====== DATA TO PROCESS

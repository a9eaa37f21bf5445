pub mod backend;
pub mod context;
pub mod error;
pub mod host;
pub mod memory;
pub mod records;

pub use backend::{ConnectionWarmer, HistoryBackend, MetadataBackend, RankedBackend};
pub use context::ReadContext;
pub use error::{BackendError, HostFilterError};
pub use host::{HostFilter, host_without_common_prefixes};
pub use memory::{CANCELLATION_HISTORY, InMemoryHistoryStorage, InMemoryMetadataStorage};
pub use records::{DocumentType, HistoryMetadataKey, HistoryMetadataRecord, HistoryRecord};
//! Mid-run audit: snapshot the live-allocation set without tearing
//! anything down.

use leak_tracker::{Allocator, live_allocations, tracked};

#[global_allocator]
static ALLOCATOR: Allocator<std::alloc::System> = Allocator::system();

fn main() {
    let held = tracked::alloc_array::<u64>(256);

    let live = live_allocations();
    println!("{} live allocations", live.len());

    // Only this file's allocations; the rest of the snapshot is library
    // traffic with UNKNOWN provenance.
    for record in live.records() {
        if record.site().file() == file!() {
            println!("still live: {record}");
        }
    }

    // SAFETY: allocated above, released exactly once.
    unsafe {
        tracked::free_array(held).expect("matching shape");
    }
}
//! Audit session lifecycle.

use crate::allocator::BypassGuard;
use crate::registry;
use crate::report::{self, LeakReport};

/// Teardown trigger for the process-wide allocation audit.
///
/// Rust statics never run destructors, so the audited program marks the end
/// of its audited lifetime by holding a `Session` for the duration of
/// `main`. Dropping it drains the registry and prints one `LEAK` line to
/// stderr per allocation still live, most recently allocated first.
///
/// Draining means every record is reported at most once: if several sessions
/// exist, a later drop reports only what was recorded after the earlier one.
///
/// # Examples
///
/// ```
/// use leak_tracker::{Allocator, Session, tracked};
///
/// #[global_allocator]
/// static ALLOCATOR: Allocator<std::alloc::System> = Allocator::system();
///
/// fn main() {
///     let session = Session::new();
///
///     let _leaked = tracked::alloc_array::<u8>(800);
///
///     // Prints `LEAK 800 bytes at ... (allocated at ...)` among the
///     // remaining records.
///     drop(session);
/// }
/// ```
#[derive(Debug)]
pub struct Session {
    _private: (),
}

impl Session {
    /// Creates a new audit session.
    #[expect(
        clippy::new_without_default,
        reason = "a session marks an audited lifetime; constructing one should be a visible act, not an ambient default"
    )]
    #[must_use]
    pub fn new() -> Self {
        Self { _private: () }
    }

    /// Non-draining snapshot of every allocation currently live.
    ///
    /// Equivalent to [`crate::live_allocations`].
    #[must_use]
    pub fn leak_report(&self) -> LeakReport {
        report::live_allocations()
    }
}

impl Drop for Session {
    fn drop(&mut self) {
        let _bypass = BypassGuard::raise();
        registry::with_registry(|registry| {
            registry.drain(|record| eprintln!("{record}"));
        });
    }
}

============

• [EXERCISE DIRECTIONS]: From the data above, report how many lines hold the word "system", answering with the number by itself.

• [EXPECTED ANSWER]: 2